Los que llegaban se habían sentido deprimidos poco antes, cuando el barco pasó delante de unos acantilados secos, heridos por el sol.

En aquella cubierta alta, apoyados en la barandilla, estaban dos mujeres y dos hombres que por primera vez llegaban a la isla. Tres de ellos, las dos mujeres y un caballero maduro de cabello rojizo, pertenecían a la familia Camino; el cuarto era un hombre joven, un amigo a quien la guerra civil había desarraigado de su familia y que tuvo la ocurrencia de marchar a las Canarias cuando supo que los otros tres se venían a las islas. El aspecto de este hombre no era muy elegante ni cuidado; sin embargo, en aquella época difícil, tenía la extraña suerte de poseer suficiente dinero para permitirse vivir donde quisiera, aunque sin grandes lujos. Su ocupación también lo permitía: era pintor, pero, en verdad, hacía mucho tiempo que no vendía un solo cuadro.
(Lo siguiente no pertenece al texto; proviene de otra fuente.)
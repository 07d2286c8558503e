//! Device bridge implementations.

use std::path::{Path, PathBuf};
use std::sync::Arc;

use serde_json::Value;
use tracing::{debug, info, warn};

use super::app::{decode_apps, InstalledApp};
use super::device::{decode_devices, Device};
use super::document::{embedded_error, parse_document, result_array};
use super::error::{BridgeError, BridgeResult, ExecutionFailure};
use super::runner::{CommandRunner, ExitOutcome, TokioCommandRunner};
use crate::BoxFuture;

/// Fixed install location of the device tool.
pub const DEVICECTL_PATH: &str =
    "/Library/Developer/PrivateFrameworks/CoreDevice.framework/Versions/A/Resources/bin/devicectl";

/// Device enumeration, app listing and installation.
///
/// One implementation exists per host platform; pick it with
/// [`default_bridge`].
pub trait DeviceBridge: Send + Sync {
    /// Paired devices reachable over their tunnel.
    fn list_devices(&self) -> BoxFuture<'_, BridgeResult<Vec<Device>>>;

    /// Apps installed on `device_id`, optionally narrowed to one bundle.
    fn list_apps<'a>(
        &'a self,
        device_id: &'a str,
        bundle_id: Option<&'a str>,
    ) -> BoxFuture<'a, BridgeResult<Vec<InstalledApp>>>;

    /// Install the artifact at `artifact` onto `device_id`.
    fn install<'a>(&'a self, artifact: &'a Path, device_id: &'a str)
        -> BoxFuture<'a, BridgeResult<()>>;
}

/// Configuration for [`DeviceCtl`].
#[derive(Debug, Clone)]
pub struct BridgeConfig {
    /// Path of the device tool.
    pub tool_path: PathBuf,
    /// Where per-call output files are created; the system temp dir if `None`.
    pub temp_dir: Option<PathBuf>,
}

impl Default for BridgeConfig {
    fn default() -> Self {
        Self {
            tool_path: PathBuf::from(DEVICECTL_PATH),
            temp_dir: None,
        }
    }
}

impl BridgeConfig {
    pub fn with_tool_path(mut self, path: PathBuf) -> Self {
        self.tool_path = path;
        self
    }

    pub fn with_temp_dir(mut self, dir: PathBuf) -> Self {
        self.temp_dir = Some(dir);
        self
    }
}

/// Bridge backed by the `devicectl` command-line tool.
///
/// Every call runs the tool once with `-j <file> -q`, waits for it, then
/// reads the JSON it wrote. The output file is removed when the call ends,
/// whatever the outcome.
pub struct DeviceCtl {
    config: BridgeConfig,
    runner: Arc<dyn CommandRunner>,
}

impl DeviceCtl {
    pub fn new(config: BridgeConfig) -> Self {
        Self::with_runner(config, Arc::new(TokioCommandRunner))
    }

    pub fn with_runner(config: BridgeConfig, runner: Arc<dyn CommandRunner>) -> Self {
        Self { config, runner }
    }

    /// Run one tool command and return its parsed output document.
    async fn invoke(&self, args: &[&str]) -> BridgeResult<Value> {
        let tool = &self.config.tool_path;
        if !tokio::fs::try_exists(tool).await.unwrap_or(false) {
            return Err(BridgeError::ToolUnavailable { path: tool.clone() });
        }

        let temp_dir = self
            .config
            .temp_dir
            .clone()
            .unwrap_or_else(std::env::temp_dir);
        // Deleted on drop, on every return path below.
        let output = tempfile::Builder::new()
            .prefix("appferry-devicectl-")
            .suffix(".json")
            .tempfile_in(&temp_dir)
            .map_err(|source| BridgeError::Io {
                context: format!("failed to create output file in {}", temp_dir.display()),
                source,
            })?
            .into_temp_path();

        let command = format!("devicectl {}", args.join(" "));
        let mut argv: Vec<String> = args.iter().map(|a| a.to_string()).collect();
        argv.push("-j".to_string());
        argv.push(output.to_string_lossy().into_owned());
        argv.push("-q".to_string());

        debug!(%command, "Invoking device tool");
        let outcome = self.runner.run(tool, &argv).await.map_err(|e| {
            BridgeError::ToolExecutionFailed {
                command: command.clone(),
                failure: ExecutionFailure::Spawn(e.to_string()),
            }
        })?;

        let failure = match outcome {
            ExitOutcome::Exited(0) => None,
            ExitOutcome::Exited(code) => Some(ExecutionFailure::ExitCode(code)),
            ExitOutcome::Signalled => Some(ExecutionFailure::Terminated),
        };
        if let Some(failure) = failure {
            warn!(%command, %failure, "Device tool did not exit cleanly");
            return Err(BridgeError::ToolExecutionFailed { command, failure });
        }

        let bytes = tokio::fs::read(&output)
            .await
            .map_err(|e| BridgeError::protocol(format!("output file unreadable: {}", e)))?;
        parse_document(&bytes)
    }
}

impl DeviceBridge for DeviceCtl {
    fn list_devices(&self) -> BoxFuture<'_, BridgeResult<Vec<Device>>> {
        Box::pin(async move {
            let document = self.invoke(&["list", "devices"]).await?;
            if let Some(error) = embedded_error(&document)? {
                return Err(BridgeError::ToolReported(error));
            }
            let records = result_array(&document, "devices")?;
            let devices = decode_devices(records);
            debug!(
                reported = records.len(),
                usable = devices.len(),
                "Listed devices"
            );
            Ok(devices)
        })
    }

    fn list_apps<'a>(
        &'a self,
        device_id: &'a str,
        bundle_id: Option<&'a str>,
    ) -> BoxFuture<'a, BridgeResult<Vec<InstalledApp>>> {
        Box::pin(async move {
            let mut args = vec![
                "device",
                "info",
                "apps",
                "--include-all-apps",
                "-d",
                device_id,
            ];
            if let Some(bundle_id) = bundle_id {
                args.extend(["--bundle-id", bundle_id]);
            }

            let document = self.invoke(&args).await?;
            if let Some(error) = embedded_error(&document)? {
                return Err(BridgeError::ToolReported(error));
            }
            let mut apps = decode_apps(result_array(&document, "apps")?);
            if let Some(bundle_id) = bundle_id {
                apps.retain(|app| app.bundle_identifier == bundle_id);
                apps.truncate(1);
            }
            Ok(apps)
        })
    }

    fn install<'a>(
        &'a self,
        artifact: &'a Path,
        device_id: &'a str,
    ) -> BoxFuture<'a, BridgeResult<()>> {
        Box::pin(async move {
            let artifact_arg = artifact.to_string_lossy().into_owned();
            let document = self
                .invoke(&[
                    "device",
                    "install",
                    "app",
                    "-d",
                    device_id,
                    artifact_arg.as_str(),
                ])
                .await?;
            if let Some(error) = embedded_error(&document)? {
                warn!(device = device_id, domain = %error.domain, code = error.code, "Install rejected");
                return Err(BridgeError::InstallRejected(error));
            }
            info!(device = device_id, artifact = %artifact.display(), "Installed package");
            Ok(())
        })
    }
}

/// Bridge for hosts without a device tool.
#[derive(Debug, Clone, Copy, Default)]
pub struct UnsupportedHost;

impl DeviceBridge for UnsupportedHost {
    fn list_devices(&self) -> BoxFuture<'_, BridgeResult<Vec<Device>>> {
        Box::pin(async { Err(BridgeError::Unsupported) })
    }

    fn list_apps<'a>(
        &'a self,
        _device_id: &'a str,
        _bundle_id: Option<&'a str>,
    ) -> BoxFuture<'a, BridgeResult<Vec<InstalledApp>>> {
        Box::pin(async { Err(BridgeError::Unsupported) })
    }

    fn install<'a>(
        &'a self,
        _artifact: &'a Path,
        _device_id: &'a str,
    ) -> BoxFuture<'a, BridgeResult<()>> {
        Box::pin(async { Err(BridgeError::Unsupported) })
    }
}

/// The bridge for the current host platform.
#[cfg(target_os = "macos")]
pub fn default_bridge(config: BridgeConfig) -> Arc<dyn DeviceBridge> {
    Arc::new(DeviceCtl::new(config))
}

/// The bridge for the current host platform.
#[cfg(not(target_os = "macos"))]
pub fn default_bridge(_config: BridgeConfig) -> Arc<dyn DeviceBridge> {
    Arc::new(UnsupportedHost)
}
Apoyado en la barandilla, junto a la exuberante y madura señorita que era Honesta Camino, Pablo, el pintor, resultaba muy joven. Aún lo era más de lo que parecía, porque su cara morena, de rasgos sensuales y simpáticos, estaba marcada por azares de una vida en la que no siempre había salido bien parado. En realidad, Pablo estaba aún en la edad militar, pero padecía desde la infancia una cojera que le libraba de las obligaciones de la guerra.